---------- Task material ----------

use std::collections::HashMap;
use std::sync::Arc;

use serde::{Deserialize, Serialize};
use serde_json::Value;
use tracing::debug;

use crate::error::ToolError;
use crate::{SMART_SEARCH, TASK_COMPLETED, TASK_PLANNING};

/// Category of a callable tool, resolved once from its name.
#[derive(Debug, Clone, PartialEq, Eq, Hash)]
pub enum ToolKind {
    SmartSearch,
    TaskPlanning,
    TaskCompleted,
    /// Third-party action exposed through a user's connection
    Connector { name: String },
}

impl ToolKind {
    pub fn from_name(name: &str) -> Self {
        match name {
            SMART_SEARCH => ToolKind::SmartSearch,
            TASK_PLANNING => ToolKind::TaskPlanning,
            TASK_COMPLETED => ToolKind::TaskCompleted,
            other => ToolKind::Connector {
                name: other.to_string(),
            },
        }
    }

    pub fn name(&self) -> &str {
        match self {
            ToolKind::SmartSearch => SMART_SEARCH,
            ToolKind::TaskPlanning => TASK_PLANNING,
            ToolKind::TaskCompleted => TASK_COMPLETED,
            ToolKind::Connector { name } => name,
        }
    }

    pub fn is_builtin(&self) -> bool {
        !matches!(self, ToolKind::Connector { .. })
    }
}

/// What the model sees for a tool
#[derive(Debug, Clone, PartialEq, Serialize, Deserialize)]
pub struct ToolDefinition {
    pub name: String,
    pub description: String,
    /// JSON schema for the input object
    pub parameters: Value,
}

impl ToolDefinition {
    #[must_use]
    pub fn new(name: impl Into<String>, description: impl Into<String>) -> Self {
        Self {
            name: name.into(),
            description: description.into(),
            parameters: serde_json::json!({
                "type": "object",
                "properties": {},
                "required": []
            }),
        }
    }

    #[must_use]
    pub fn with_parameters(mut self, parameters: Value) -> Self {
        self.parameters = parameters;
        self
    }

    pub fn to_llm_tool(&self) -> studio_llm::Tool {
        studio_llm::Tool::new(&self.name, &self.description, self.parameters.clone())
    }
}

#[async_trait::async_trait]
pub trait Tool: Send + Sync {
    fn definition(&self) -> &ToolDefinition;

    fn kind(&self) -> ToolKind {
        ToolKind::from_name(&self.definition().name)
    }

    /// Run the tool. Errors become an `output-error` part; they never end the turn.
    async fn execute(&self, input: Value) -> Result<Value, ToolError>;
}

/// Ordered, name-indexed set of tools for one turn
#[derive(Clone, Default)]
pub struct ToolRegistry {
    tools: Vec<Arc<dyn Tool>>,
    index: HashMap<String, usize>,
}

impl ToolRegistry {
    #[must_use]
    pub fn new() -> Self {
        Self::default()
    }

    /// Register a tool. Returns false and keeps the existing one on a name clash.
    pub fn register(&mut self, tool: Arc<dyn Tool>) -> bool {
        let name = tool.definition().name.clone();
        if self.index.contains_key(&name) {
            return false;
        }
        debug!(tool = %name, "Registering tool");
        self.index.insert(name, self.tools.len());
        self.tools.push(tool);
        true
    }

    /// Add connector tools. Built-in names take precedence; clashing connector
    /// tools are skipped. Returns how many were added.
    pub fn merge_connectors<I>(&mut self, tools: I) -> usize
    where
        I: IntoIterator<Item = Arc<dyn Tool>>,
    {
        let mut added = 0;
        for tool in tools {
            let name = tool.definition().name.clone();
            if ToolKind::from_name(&name).is_builtin() || !self.register(tool) {
                debug!(tool = %name, "Skipping connector tool that shadows an existing tool");
                continue;
            }
            added += 1;
        }
        added
    }

    #[must_use]
    pub fn get(&self, name: &str) -> Option<Arc<dyn Tool>> {
        self.index.get(name).map(|&i| Arc::clone(&self.tools[i]))
    }

    #[must_use]
    pub fn has(&self, name: &str) -> bool {
        self.index.contains_key(name)
    }

    #[must_use]
    pub fn names(&self) -> Vec<&str> {
        self.tools.iter().map(|t| t.definition().name.as_str()).collect()
    }

    pub fn connector_count(&self) -> usize {
        self.tools.iter().filter(|t| !t.kind().is_builtin()).count()
    }

    pub fn llm_tools(&self) -> Vec<studio_llm::Tool> {
        self.tools.iter().map(|t| t.definition().to_llm_tool()).collect()
    }

    pub fn len(&self) -> usize {
        self.tools.len()
    }

    pub fn is_empty(&self) -> bool {
        self.tools.is_empty()
    }
}

/// Application-wide set of built-in tools, from which each agent picks its subset
#[derive(Clone, Default)]
pub struct ToolCatalog {
    builtins: HashMap<String, Arc<dyn Tool>>,
}

impl ToolCatalog {
    #[must_use]
    pub fn new() -> Self {
        Self::default()
    }

    #[must_use]
    pub fn with_tool(mut self, tool: Arc<dyn Tool>) -> Self {
        self.builtins.insert(tool.definition().name.clone(), tool);
        self
    }

    /// Registry holding the named built-ins in the given order. Unknown names are skipped.
    pub fn registry_for(&self, names: &[String]) -> ToolRegistry {
        let mut registry = ToolRegistry::new();
        for name in names {
            match self.builtins.get(name) {
                Some(tool) => {
                    registry.register(Arc::clone(tool));
                }
                None => debug!(tool = %name, "Built-in tool not available in catalog"),
            }
        }
        registry
    }
}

----------

§ **What the task requires**
Return the whole listing, keeping each word as it stands.

§ **Your solution**
use std::collections::HashMap;
use std::sync::Arc;

use serde::{Deserialize, Serialize};
use serde_json::Value;
use tracing::debug;

use crate::error::ToolError;
use crate::{SMART_SEARCH, TASK_COMPLETED, TASK_PLANNING};

/// Category of a callable tool, resolved once from its name.
#[derive(Debug, Clone, PartialEq, Eq, Hash)]
pub enum ToolKind {
    SmartSearch,
    TaskPlanning,
    TaskCompleted,
    /// Third-party action exposed through a user's connection
    Connector { name: String },
}

impl ToolKind {
    pub fn from_name(name: &str) -> Self {
        match name {
            SMART_SEARCH => ToolKind::SmartSearch,
            TASK_PLANNING => ToolKind::TaskPlanning,
            TASK_COMPLETED => ToolKind::TaskCompleted,
            other => ToolKind::Connector {
                name: other.to_string(),
            },
        }
    }

    pub fn name(&self) -> &str {
        match self {
            ToolKind::SmartSearch => SMART_SEARCH,
            ToolKind::TaskPlanning => TASK_PLANNING,
            ToolKind::TaskCompleted => TASK_COMPLETED,
            ToolKind::Connector { name } => name,
        }
    }

    pub fn is_builtin(&self) -> bool {
        !matches!(self, ToolKind::Connector { .. })
    }
}

/// What the model sees for a tool
#[derive(Debug, Clone, PartialEq, Serialize, Deserialize)]
pub struct ToolDefinition {
    pub name: String,
    pub description: String,
    /// JSON schema for the input object
    pub parameters: Value,
}

impl ToolDefinition {
    #[must_use]
    pub fn new(name: impl Into<String>, description: impl Into<String>) -> Self {
        Self {
            name: name.into(),
            description: description.into(),
            parameters: serde_json::json!({
                "type": "object",
                "properties": {},
                "required": []
            }),
        }
    }

    #[must_use]
    pub fn with_parameters(mut self, parameters: Value) -> Self {
        self.parameters = parameters;
        self
    }

    pub fn to_llm_tool(&self) -> studio_llm::Tool {
        studio_llm::Tool::new(&self.name, &self.description, self.parameters.clone())
    }
}

#[async_trait::async_trait]
pub trait Tool: Send + Sync {
    fn definition(&self) -> &ToolDefinition;

    fn kind(&self) -> ToolKind {
        ToolKind::from_name(&self.definition().name)
    }

    /// Run the tool. Errors become an `output-error` part; they never end the turn.
    async fn execute(&self, input: Value) -> Result<Value, ToolError>;
}

/// Ordered, name-indexed set of tools for one turn
#[derive(Clone, Default)]
pub struct ToolRegistry {
    tools: Vec<Arc<dyn Tool>>,
    index: HashMap<String, usize>,
}

impl ToolRegistry {
    #[must_use]
    pub fn new() -> Self {
        Self::default()
    }

    /// Register a tool. Returns false and keeps the existing one on a name clash.
    pub fn register(&mut self, tool: Arc<dyn Tool>) -> bool {
        let name = tool.definition().name.clone();
        if self.index.contains_key(&name) {
            return false;
        }
        debug!(tool = %name, "Registering tool");
        self.index.insert(name, self.tools.len());
        self.tools.push(tool);
        true
    }

    /// Add connector tools. Built-in names take precedence; clashing connector
    /// tools are skipped. Returns how many were added.
    pub fn merge_connectors<I>(&mut self, tools: I) -> usize
    where
        I: IntoIterator<Item = Arc<dyn Tool>>,
    {
        let mut added = 0;
        for tool in tools {
            let name = tool.definition().name.clone();
            if ToolKind::from_name(&name).is_builtin() || !self.register(tool) {
                debug!(tool = %name, "Skipping connector tool that shadows an existing tool");
                continue;
            }
            added += 1;
        }
        added
    }

    #[must_use]
    pub fn get(&self, name: &str) -> Option<Arc<dyn Tool>> {
        self.index.get(name).map(|&i| Arc::clone(&self.tools[i]))
    }

    #[must_use]
    pub fn has(&self, name: &str) -> bool {
        self.index.contains_key(name)
    }

    #[must_use]
    pub fn names(&self) -> Vec<&str> {
        self.tools.iter().map(|t| t.definition().name.as_str()).collect()
    }

    pub fn connector_count(&self) -> usize {
        self.tools.iter().filter(|t| !t.kind().is_builtin()).count()
    }

    pub fn llm_tools(&self) -> Vec<studio_llm::Tool> {
        self.tools.iter().map(|t| t.definition().to_llm_tool()).collect()
    }

    pub fn len(&self) -> usize {
        self.tools.len()
    }

    pub fn is_empty(&self) -> bool {
        self.tools.is_empty()
    }
}

/// Application-wide set of built-in tools, from which each agent picks its subset
#[derive(Clone, Default)]
pub struct ToolCatalog {
    builtins: HashMap<String, Arc<dyn Tool>>,
}

impl ToolCatalog {
    #[must_use]
    pub fn new() -> Self {
        Self::default()
    }

    #[must_use]
    pub fn with_tool(mut self, tool: Arc<dyn Tool>) -> Self {
        self.builtins.insert(tool.definition().name.clone(), tool);
        self
    }

    /// Registry holding the named built-ins in the given order. Unknown names are skipped.
    pub fn registry_for(&self, names: &[String]) -> ToolRegistry {
        let mut registry = ToolRegistry::new();
        for name in names {
            match self.builtins.get(name) {
                Some(tool) => {
                    registry.register(Arc::clone(tool));
                }
                None => debug!(tool = %name, "Built-in tool not available in catalog"),
            }
        }
        registry
    }
}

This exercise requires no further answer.